When a Child is Born Surrounded by Kindness
When a Child is Born Surrounded by Kindness
Dave is a passionate and skilled filmmaker for the purpose of inspiring people to make a difference. When he is not behind the camera, Dave is taking care of his plants, his saltwater aquarium and most of all, his beloved daughter, Olivia.
In 2019, my wife Darlyn gave birth to our first child, our daughter Olivia.
It was our first day of being parents and I was anxious like I’ve never been before. When we were still at the hospital, I had to do the first diaper change because Darlyn couldn’t stand up as she was still in pain and recovering. I remember that Olivia kept crying even after I changed her diaper, to the point that she was turning blue. We panicked and I called the nurse on the phone. She was rude to me, implying that I must have done something wrong while changing the diaper and she simply dismissed my concern.
Minutes later, Olivia’s colour wasn’t returning to normal so I called her again, and she replied with an exasperated tone that she will come up in a minute. An hour passed when she arrived and with an angry voice, said the baby was cold and that my wife should be putting Olivia beside her at all times to keep her warm. As first-time parents, we didn’t know any of this. It also wasn’t mentioned by the pediatrician who previously guided us and yet this nurse scolded us like we should have known it all along.
We were in a private hospital and paying a maternity package that wasn’t cheap, and yet we were being treated judgmentally and rudely. I could have reacted to the nurse then, but I just thought she might be tired and nearing the end of her shift. Maybe the hospital was understaffed, and she had to do all the work. (Or was I just so tired and lacked sleep and filled with anxiety that I didn’t have the strength to respond anymore? I don’t know!)
It dawned on me that day that other parents, more so those who aren’t able to afford proper hospitals, might have a similar or an even worse experience when they go to hospital to deliver their baby. I felt that it’s unfair for a pregnant woman or new parents to be treated without compassion. A pregnant woman already has too many questions in her head: “Can I trust the doctor/midwife to guide me throughout my delivery?” “Will I be able to handle the labour pains?” “Will I be able to take care of my baby even during recovery?” “Will I have breastmilk to feed her? What if I don’t?” “Will our baby like our home?” “What will happen to the shape of my body?” Add to this the post-partum depression that some mothers go through and the physically and mentally-taxing responsibilities of caring for a newborn.
For me, it was the anxiety of being a new father and the uncertainty of the future that was hanging over my head, and being scolded at was the last thing I needed that day, to be honest.
That’s why I felt strongly about telling the story of Mercy In Action (MIA).
What I like about Mercy In Action is its culture of kindness. You can see it in the way they hold the mother’s hand, you can hear it from the tone of voice the staff uses when talking to her. It’s evident in the way they caress the mother’s forehead after giving birth, and instruct the father to give the mother a drink. It was far from our experience at the hospital.
It is what is lacking in our healthcare services, where business is often the goal.
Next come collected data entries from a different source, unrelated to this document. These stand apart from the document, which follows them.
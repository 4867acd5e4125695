//! In-memory document store and event bus.
//!
//! Default adapter for embedding hosts without their own persistence
//! engine, and the backing store for integration tests. One `DashMap` per
//! record kind; change notification rides a `tokio::sync::broadcast`
//! channel.

use async_trait::async_trait;
use dashmap::DashMap;
use tokio::sync::broadcast;

use garrison_domain::{
    DomainEvent, GuardModifier, GuardOrganization, ModifierId, OrganizationId, Patrol, PatrolId,
    Reputation, ReputationId, Resource, ResourceId,
};

use crate::infrastructure::ports::{
    EventBusPort, ModifierRepo, OrganizationRepo, PatrolRepo, RepoError, ReputationRepo,
    ResourceRepo,
};

const EVENT_CHANNEL_CAPACITY: usize = 256;

pub struct InMemoryStore {
    organizations: DashMap<OrganizationId, GuardOrganization>,
    modifiers: DashMap<ModifierId, GuardModifier>,
    patrols: DashMap<PatrolId, Patrol>,
    resources: DashMap<ResourceId, Resource>,
    reputation: DashMap<ReputationId, Reputation>,
    events: broadcast::Sender<DomainEvent>,
}

impl InMemoryStore {
    pub fn new() -> Self {
        let (events, _) = broadcast::channel(EVENT_CHANNEL_CAPACITY);
        Self {
            organizations: DashMap::new(),
            modifiers: DashMap::new(),
            patrols: DashMap::new(),
            resources: DashMap::new(),
            reputation: DashMap::new(),
            events,
        }
    }
}

impl Default for InMemoryStore {
    fn default() -> Self {
        Self::new()
    }
}

#[async_trait]
impl OrganizationRepo for InMemoryStore {
    async fn get(&self, id: OrganizationId) -> Result<Option<GuardOrganization>, RepoError> {
        Ok(self.organizations.get(&id).map(|entry| entry.clone()))
    }

    async fn save(&self, organization: &GuardOrganization) -> Result<(), RepoError> {
        self.organizations
            .insert(organization.id(), organization.clone());
        Ok(())
    }

    async fn delete(&self, id: OrganizationId) -> Result<(), RepoError> {
        self.organizations
            .remove(&id)
            .map(|_| ())
            .ok_or(RepoError::NotFound)
    }

    async fn list_all(&self) -> Result<Vec<GuardOrganization>, RepoError> {
        Ok(self
            .organizations
            .iter()
            .map(|entry| entry.value().clone())
            .collect())
    }
}

#[async_trait]
impl ModifierRepo for InMemoryStore {
    async fn get(&self, id: ModifierId) -> Result<Option<GuardModifier>, RepoError> {
        Ok(self.modifiers.get(&id).map(|entry| entry.clone()))
    }

    async fn save(&self, modifier: &GuardModifier) -> Result<(), RepoError> {
        self.modifiers.insert(modifier.id(), modifier.clone());
        Ok(())
    }

    async fn delete(&self, id: ModifierId) -> Result<(), RepoError> {
        self.modifiers
            .remove(&id)
            .map(|_| ())
            .ok_or(RepoError::NotFound)
    }

    async fn list_for_organization(
        &self,
        organization_id: OrganizationId,
    ) -> Result<Vec<GuardModifier>, RepoError> {
        Ok(self
            .modifiers
            .iter()
            .filter(|entry| entry.organization_id() == organization_id)
            .map(|entry| entry.value().clone())
            .collect())
    }

    async fn get_many(&self, ids: &[ModifierId]) -> Result<Vec<GuardModifier>, RepoError> {
        Ok(ids
            .iter()
            .filter_map(|id| self.modifiers.get(id).map(|entry| entry.clone()))
            .collect())
    }
}

#[async_trait]
impl PatrolRepo for InMemoryStore {
    async fn get(&self, id: PatrolId) -> Result<Option<Patrol>, RepoError> {
        Ok(self.patrols.get(&id).map(|entry| entry.clone()))
    }

    async fn save(&self, patrol: &Patrol) -> Result<(), RepoError> {
        self.patrols.insert(patrol.id(), patrol.clone());
        Ok(())
    }

    async fn delete(&self, id: PatrolId) -> Result<(), RepoError> {
        self.patrols
            .remove(&id)
            .map(|_| ())
            .ok_or(RepoError::NotFound)
    }

    async fn list_for_organization(
        &self,
        organization_id: OrganizationId,
    ) -> Result<Vec<Patrol>, RepoError> {
        Ok(self
            .patrols
            .iter()
            .filter(|entry| entry.organization_id() == organization_id)
            .map(|entry| entry.value().clone())
            .collect())
    }
}

#[async_trait]
impl ResourceRepo for InMemoryStore {
    async fn get(&self, id: ResourceId) -> Result<Option<Resource>, RepoError> {
        Ok(self.resources.get(&id).map(|entry| entry.clone()))
    }

    async fn save(&self, resource: &Resource) -> Result<(), RepoError> {
        self.resources.insert(resource.id(), resource.clone());
        Ok(())
    }

    async fn delete(&self, id: ResourceId) -> Result<(), RepoError> {
        self.resources
            .remove(&id)
            .map(|_| ())
            .ok_or(RepoError::NotFound)
    }

    async fn list_for_organization(
        &self,
        organization_id: OrganizationId,
    ) -> Result<Vec<Resource>, RepoError> {
        Ok(self
            .resources
            .iter()
            .filter(|entry| entry.organization_id() == organization_id)
            .map(|entry| entry.value().clone())
            .collect())
    }

    async fn find_by_name(
        &self,
        organization_id: OrganizationId,
        name: &str,
    ) -> Result<Option<Resource>, RepoError> {
        Ok(self
            .resources
            .iter()
            .find(|entry| entry.organization_id() == organization_id && entry.name() == name)
            .map(|entry| entry.value().clone()))
    }
}

#[async_trait]
impl ReputationRepo for InMemoryStore {
    async fn get(&self, id: ReputationId) -> Result<Option<Reputation>, RepoError> {
        Ok(self.reputation.get(&id).map(|entry| entry.clone()))
    }

    async fn save(&self, reputation: &Reputation) -> Result<(), RepoError> {
        self.reputation.insert(reputation.id(), reputation.clone());
        Ok(())
    }

    async fn delete(&self, id: ReputationId) -> Result<(), RepoError> {
        self.reputation
            .remove(&id)
            .map(|_| ())
            .ok_or(RepoError::NotFound)
    }

    async fn list_for_organization(
        &self,
        organization_id: OrganizationId,
    ) -> Result<Vec<Reputation>, RepoError> {
        Ok(self
            .reputation
            .iter()
            .filter(|entry| entry.organization_id() == organization_id)
            .map(|entry| entry.value().clone())
            .collect())
    }
}

impl EventBusPort for InMemoryStore {
    fn publish(&self, event: DomainEvent) {
        // A send error just means no live subscribers
        let _ = self.events.send(event);
    }

    fn subscribe(&self) -> broadcast::Receiver<DomainEvent> {
        self.events.subscribe()
    }
}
The truth is, many of our best nurses and doctors are working overseas, where they get paid a lot more. And because life is tough in the Philippines, many of those who are still here are working in local hospitals so that they can get experience points for their applications abroad.
I found MIA through another friend who was researching motherhood challenges during the pandemic in rural communities. I knew that this story will be an eye-opener for Filipinos on issues related to pregnancy and childbirth. It depicts the plight of women in poor communities whose lives dangle by a thread simply because they don’t have the financial capability to afford proper care.
Another concern is the risk and illegality of home births in the Philippines. In the past, women in poor communities have opted to do home births because of its affordability and now they are at risk of getting fined or chastised by the local health units if they continue to do so.
Moreover, the pandemic makes it extremely difficult for pregnant mothers to visit clinics for prenatal check-ups, which is why MIA visits their clients when there is a strong need.
I hope that this story will inspire people to help fund a free birthing clinic in Olongapo, Zambales and Tanauan, Leyte so women there have the option to go to MIA when it’s time for them to give birth.
Lastly, this story will also prove that the word “healthcare” can be true to its meaning of providing service with compassion and kindness to anyone who needs it, regardless of their social background.